Re: Poor RNG performance on Ryzen

Jan Glauber <jglauber@xxxxxxxxxx> · Fri, 21 Jul 2017 11:26:57 +0200

On Fri, Jul 21, 2017 at 09:12:01AM +0200, Oliver Mangold wrote:
> Hi,
> 
> I was wondering why reading from /dev/urandom is much slower on
> Ryzen than on Intel, and did some analysis. It turns out that the
> RDRAND instruction is at fault, which takes much longer on AMD.
> 
> if I read this correctly:
> 
> --- drivers/char/random.c ---
>     862         spin_lock_irqsave(&crng->lock, flags);
>     863         if (arch_get_random_long(&v))
>     864                 crng->state[14] ^= v;
>     865         chacha20_block(&crng->state[0], out);
> 
> one call to RDRAND (with 64-bit operand) is issued per computation
> of a chacha20 block.
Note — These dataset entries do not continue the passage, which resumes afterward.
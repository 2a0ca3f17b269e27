use bibrec_common::Locale;
use serde::Serialize;

use crate::domain::{messages::Message, repository::RepositoryError};

/// Error codes reported to API clients
#[derive(Debug, Clone, Copy, PartialEq, Eq, Serialize)]
#[serde(rename_all = "SCREAMING_SNAKE_CASE")]
pub enum ErrorCode {
    ObjectError,
    ValidationError,
    PermissionError,
}

#[derive(Debug, thiserror::Error)]
pub enum ServiceError {
    /// Referenced entity not found, or a non-validation domain failure
    #[error("{}", .message.render(Locale::En, .subject.as_deref()))]
    Object {
        message: Message,
        subject: Option<String>,
    },
    /// Malformed or rejected input, `errors` holds the details
    #[error("{}", .message.render(Locale::En, .subject.as_deref()))]
    Validation {
        message: Message,
        subject: Option<String>,
        errors: Vec<String>,
    },
    #[error("{}", .message.text(Locale::En))]
    Permission { message: Message },
    #[error("repository failure: {0}")]
    Repository(#[from] RepositoryError),
}

impl ServiceError {
    pub fn not_found(message: Message, subject: impl ToString) -> Self {
        Self::Object {
            message,
            subject: Some(subject.to_string()),
        }
    }

    pub fn validation(message: Message, errors: Vec<String>) -> Self {
        Self::Validation {
            message,
            subject: None,
            errors,
        }
    }

    pub fn code(&self) -> ErrorCode {
        match self {
            ServiceError::Object { .. } | ServiceError::Repository(_) => ErrorCode::ObjectError,
            ServiceError::Validation { .. } => ErrorCode::ValidationError,
            ServiceError::Permission { .. } => ErrorCode::PermissionError,
        }
    }

    /// Localized message; repository failures are not exposed
    pub fn message(&self, locale: Locale) -> String {
        match self {
            ServiceError::Object { message, subject }
            | ServiceError::Validation {
                message, subject, ..
            } => message.render(locale, subject.as_deref()),
            ServiceError::Permission { message } => message.text(locale).to_string(),
            ServiceError::Repository(_) => "Internal server error".to_string(),
        }
    }

    pub fn errors(&self) -> &[String] {
        match self {
            ServiceError::Validation { errors, .. } => errors,
            _ => &[],
        }
    }
}
impl PostgresRepository {
    pub fn new(database: &'static Database) -> Self {
        Self { database }
    }

    fn table(&self, name: &'static str, alias: &'static str) -> Table<'static> {
        Table::new(self.database.database_schema(), name, alias)
    }

    /// Schema qualified name for INSERT and UPDATE statements
    fn table_name(&self, name: &'static str) -> String {
        self.table(name, "t").name()
    }

    /// Query selecting every column of `T`
    fn select<T: FromPgRow>(&self, table: Table<'static>) -> QueryBuilder<'static> {
        QueryBuilder::from(table).select(table.columns(T::COLUMNS))
    }

    async fn fetch_all<T: FromPgRow + Send>(
        &self,
        query_builder: QueryBuilder<'_>,
    ) -> Result<Vec<T>, RepositoryError> {
        let (sql, params) = query_builder.build();
        tracing::debug!("Generated SQL: {}", sql);

        let mut query_object = sqlx::query(&sql);
        for param in params {
            query_object = param.bind_to_query(query_object);
        }

        let rows = query_object
            .fetch_all(self.database.database_pool())
            .await?;

        rows.iter()
            .map(T::from_row)
            .collect::<Result<Vec<_>, _>>()
            .map_err(RepositoryError::from)
    }

    async fn fetch_optional<T: FromPgRow + Send>(
        &self,
        query_builder: QueryBuilder<'_>,
    ) -> Result<Option<T>, RepositoryError> {
        Ok(self
            .fetch_all(query_builder.limit(1))
            .await?
            .into_iter()
            .next())
    }

    async fn load_identifiers(
        &self,
        mut version: PublicationVersion,
    ) -> Result<PublicationVersion, RepositoryError> {
        let table = self.table(PUBLICATION_IDENTIFIERS_TABLE, "i");
        let query_builder = self
            .select::<PublicationIdentifier>(table)
            .where_condition(Condition::equals(
                table.column(PUBLICATION_VERSION_ID_FIELD_NAME),
                version.id.0,
            ))
            .order_by(table.column(ID_FIELD_NAME), SortDirection::Ascending);

        version.identifiers = self.fetch_all(query_builder).await?;
        Ok(version)
    }

    /// Inserts a version with its identifiers and makes it the current version
    async fn insert_current_version(
        &self,
        connection: &mut PgConnection,
        publication_id: PublicationId,
        content: VersionContent,
        identifiers: Vec<NewIdentifier>,
        username: String,
    ) -> Result<(Publication, PublicationVersion), RepositoryError> {
        let now = Utc::now();

        // every version column except the id, in FromPgRow order
        let columns = &PublicationVersion::COLUMNS[1..];
        let sql = format!(
            "INSERT INTO {} ({}) VALUES ({}) RETURNING {}",
            self.table_name(PUBLICATION_VERSIONS_TABLE),
            quoted(columns),
            (1..=columns.len()).map(|i| format!("${}", i)).join(", "),
            quoted(PublicationVersion::COLUMNS)
        );
        tracing::debug!("Generated SQL: {}", sql);

        let row = sqlx::query(&sql)
            .bind(publication_id.0)
            .bind(content.title)
            .bind(content.alt_title)
            .bind(content.abstract_text)
            .bind(content.pubyear)
            .bind(content.publication_type)
            .bind(content.publanguage)
            .bind(content.sourcetitle)
            .bind(content.sourcevolume)
            .bind(content.sourceissue)
            .bind(content.sourcepages)
            .bind(content.publisher)
            .bind(content.place)
            .bind(content.isbn)
            .bind(content.issn)
            .bind(content.keywords)
            .bind(content.url)
            .bind(content.xml)
            .bind(content.datasource)
            .bind(content.sourceid)
            .bind(now)
            .bind(username.clone())
            .bind(now)
            .bind(username)
            .fetch_one(&mut *connection)
            .await?;
        let mut version = PublicationVersion::from_row(&row)?;

        let sql = format!(
            "INSERT INTO {} (\"{}\", \"identifier_code\", \"identifier_value\", \"{}\", \"{}\") \
             VALUES ($1, $2, $3, $4, $4) RETURNING {}",
            self.table_name(PUBLICATION_IDENTIFIERS_TABLE),
            PUBLICATION_VERSION_ID_FIELD_NAME,
            CREATED_FIELD_NAME,
            UPDATED_FIELD_NAME,
            quoted(PublicationIdentifier::COLUMNS)
        );
        for identifier in identifiers {
            let row = sqlx::query(&sql)
                .bind(version.id.0)
                .bind(identifier.identifier_code.trim().to_string())
                .bind(identifier.identifier_value.trim().to_string())
                .bind(now)
                .fetch_one(&mut *connection)
                .await?;
            version.identifiers.push(PublicationIdentifier::from_row(&row)?);
        }

        let sql = format!(
            "UPDATE {} SET \"current_version_id\" = $1, \"{}\" = $2 \
             WHERE \"{}\" = $3 AND \"{}\" IS NULL RETURNING {}",
            self.table_name(PUBLICATIONS_TABLE),
            UPDATED_FIELD_NAME,
            ID_FIELD_NAME,
            DELETED_FIELD_NAME,
            quoted(Publication::COLUMNS)
        );
        let row = sqlx::query(&sql)
            .bind(version.id.0)
            .bind(now)
            .bind(publication_id.0)
            .fetch_optional(&mut *connection)
            .await?
            .ok_or(RepositoryError::NotFound)?;
        let publication = Publication::from_row(&row)?;

        Ok((publication, version))
    }

    /// Runs an UPDATE ... RETURNING and maps the single updated row
    async fn update_one<T: FromPgRow + Send>(
        &self,
        sql: &str,
        query_object: sqlx::query::Query<'_, sqlx::Postgres, sqlx::postgres::PgArguments>,
    ) -> Result<T, RepositoryError> {
        tracing::debug!("Generated SQL: {}", sql);
        let row = query_object
            .fetch_optional(self.database.database_pool())
            .await?
            .ok_or(RepositoryError::NotFound)?;
        Ok(T::from_row(&row)?)
    }
}

fn quoted(columns: &[&str]) -> String {
    columns.iter().map(|c| format!("\"{}\"", c)).join(", ")
}
use axum::{extract::FromRequestParts, http::request::Parts};

use crate::{domain::user::CurrentUser, infrastructure::http::api::ApiError};

/// Name of the authenticated user, set by the authenticating proxy
pub const USERNAME_HEADER: &str = "x-username";
/// Comma separated rights of the authenticated user
pub const RIGHTS_HEADER: &str = "x-user-rights";

impl<S> FromRequestParts<S> for CurrentUser
where
    S: Send + Sync,
{
    type Rejection = ApiError;

    async fn from_request_parts(parts: &mut Parts, _state: &S) -> Result<Self, Self::Rejection> {
        let username = parts
            .headers
            .get(USERNAME_HEADER)
            .and_then(|value| value.to_str().ok())
            .map(str::trim)
            .filter(|value| !value.is_empty())
            .ok_or_else(|| ApiError::Unauthorized("Missing authenticated user".to_string()))?;

        let rights = parts
            .headers
            .get(RIGHTS_HEADER)
            .and_then(|value| value.to_str().ok())
            .map(|value| {
                value
                    .split(',')
                    .map(str::trim)
                    .filter(|right| !right.is_empty())
                    .map(str::to_string)
                    .collect::<Vec<_>>()
            })
            .unwrap_or_default();

        Ok(CurrentUser::new(username, rights))
    }
}
use axum::Json;
use axum::http::StatusCode;
use axum::response::{IntoResponse, Response};
use bibrec_common::Locale;
use serde::Serialize;

use crate::domain::{
    error::{ErrorCode, ServiceError},
    repository::RepositoryError,
};

// ApiSuccess is a wrapper around a response that includes a status code.

#[derive(Debug, Clone)]
pub struct ApiSuccess<T: Serialize>(StatusCode, Json<T>);

impl<T: Serialize> ApiSuccess<T> {
    pub(crate) fn new(status: StatusCode, data: T) -> Self {
        ApiSuccess(status, Json(data))
    }
}

impl<T: Serialize> IntoResponse for ApiSuccess<T> {
    fn into_response(self) -> Response {
        (self.0, self.1).into_response()
    }
}

// ApiError is a wrapper around a response that includes a status code.

#[derive(Debug, Clone, PartialEq, Eq)]
pub enum ApiError {
    InternalServerError(String),
    UnprocessableEntity(ApiErrorData),
    ConflictWithServerState(ApiErrorData),
    Forbidden(ApiErrorData),
    Unauthorized(String),
    NotFound(ApiErrorData),
}

impl ApiError {
    /// Converts a domain error, rendering its message in `locale`
    pub fn localized(error: ServiceError, locale: Locale) -> Self {
        let data = ApiErrorData {
            code: error.code(),
            msg: error.message(locale),
            errors: error.errors().to_vec(),
        };
        match error {
            ServiceError::Object { .. } => Self::NotFound(data),
            ServiceError::Validation { .. } => Self::UnprocessableEntity(data),
            ServiceError::Permission { .. } => Self::Forbidden(data),
            ServiceError::Repository(cause) => Self::from(cause),
        }
    }
}

impl From<ServiceError> for ApiError {
    fn from(e: ServiceError) -> Self {
        Self::localized(e, Locale::default())
    }
}

impl From<RepositoryError> for ApiError {
    fn from(value: RepositoryError) -> Self {
        match value {
            RepositoryError::NotFound => {
                Self::NotFound(ApiErrorData::new(ErrorCode::ObjectError, "Not found"))
            }
            RepositoryError::ValidationFailed(cause) => {
                Self::UnprocessableEntity(ApiErrorData::new(ErrorCode::ValidationError, cause))
            }
            RepositoryError::UniqueViolation(cause) => {
                Self::ConflictWithServerState(ApiErrorData::new(ErrorCode::ObjectError, cause))
            }
            RepositoryError::DatabaseError(cause) => Self::InternalServerError(cause),
        }
    }
}

impl IntoResponse for ApiError {
    fn into_response(self) -> Response {
        use ApiError::*;

        let (status, data) = match self {
            InternalServerError(e) => {
                tracing::error!("{}", e);
                (
                    StatusCode::INTERNAL_SERVER_ERROR,
                    ApiErrorData::new(ErrorCode::ObjectError, "Internal server error"),
                )
            }
            UnprocessableEntity(data) => (StatusCode::UNPROCESSABLE_ENTITY, data),
            ConflictWithServerState(data) => (StatusCode::CONFLICT, data),
            Forbidden(data) => (StatusCode::FORBIDDEN, data),
            Unauthorized(message) => (
                StatusCode::UNAUTHORIZED,
                ApiErrorData::new(ErrorCode::PermissionError, message),
            ),
            NotFound(data) => (StatusCode::NOT_FOUND, data),
        };

        (status, Json(ApiResponseBody::new_error(status, data))).into_response()
    }
}

// Generic response structure shared by all API error responses.

#[derive(Debug, Clone, PartialEq, Eq, Serialize)]
pub struct ApiResponseBody<T: Serialize + PartialEq> {
    pub status_code: u16,
    pub error: T,
}

impl ApiResponseBody<ApiErrorData> {
    pub fn new_error(status_code: StatusCode, error: ApiErrorData) -> Self {
        Self {
            status_code: status_code.as_u16(),
            error,
        }
    }
}

/// The response data format for all error responses.
#[derive(Debug, Clone, PartialEq, Eq, Serialize)]
pub struct ApiErrorData {
    pub code: ErrorCode,
    pub msg: String,
    pub errors: Vec<String>,
}

impl ApiErrorData {
    pub fn new(code: ErrorCode, msg: impl Into<String>) -> Self {
        Self {
            code,
            msg: msg.into(),
            errors: Vec::new(),
        }
    }
}

#[cfg(test)]
mod tests {
    use super::*;
    use crate::domain::messages::Message;

    #[test]
    fn domain_errors_map_to_statuses() {
        let err = ApiError::localized(
            ServiceError::not_found(Message::PublicationNotFound, 3),
            Locale::Sv,
        );
        assert_eq!(
            err,
            ApiError::NotFound(ApiErrorData::new(
                ErrorCode::ObjectError,
                "Publikationen hittades inte: 3"
            ))
        );

        let err = ApiError::from(ServiceError::Permission {
            message: Message::CannotDeletePublished,
        });
        assert!(matches!(err, ApiError::Forbidden(_)));

        let err = ApiError::from(ServiceError::from(RepositoryError::DatabaseError(
            "connection reset".to_string(),
        )));
        assert_eq!(err.into_response().status(), StatusCode::INTERNAL_SERVER_ERROR);
    }

    #[test]
    fn validation_details_are_kept() {
        let err = ApiError::from(ServiceError::validation(
            Message::InvalidFile,
            vec!["unexpected end of file".to_string()],
        ));
        let ApiError::UnprocessableEntity(data) = err else {
            panic!("expected a validation error");
        };
        assert_eq!(data.code, ErrorCode::ValidationError);
        assert_eq!(data.errors, vec!["unexpected end of file"]);
    }
}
According to the measurements I did, it seems
> on Ryzen this dominates the time usage:
> 
> On Broadwell E5-2650 v4:
> 
> ---
> # dd if=/dev/urandom of=/dev/null bs=1M status=progress
> 28827451392 bytes (29 GB) copied, 143.290349 s, 201 MB/s
> # perf top
>   49.88%  [kernel]            [k] chacha20_block
>   31.22%  [kernel]            [k] _extract_crng
> ---
> 
> On Ryzen 1800X:
> 
> ---
> # dd if=/dev/urandom of=/dev/null bs=1M status=progress
> 3169845248 bytes (3,2 GB, 3,0 GiB) copied, 42,0106 s, 75,5 MB/s
> # perf top
>   76,40%  [kernel]                       [k] _extract_crng
>   13,05%  [kernel]                       [k] chacha20_block
> ---
> 
> An easy improvement might be to replace the usage of
> arch_get_random_long() by arch_get_random_int(), as the state array
> contains just 32-bit elements, and (contrary to Intel) on Ryzen
> 32-bit RDRAND is supposed to be faster by roughly a factor of 2.

Nice catch. How much does the performance improve on Ryzen when you
use arch_get_random_int()?

--Jan

> Best regards,
> 
> OM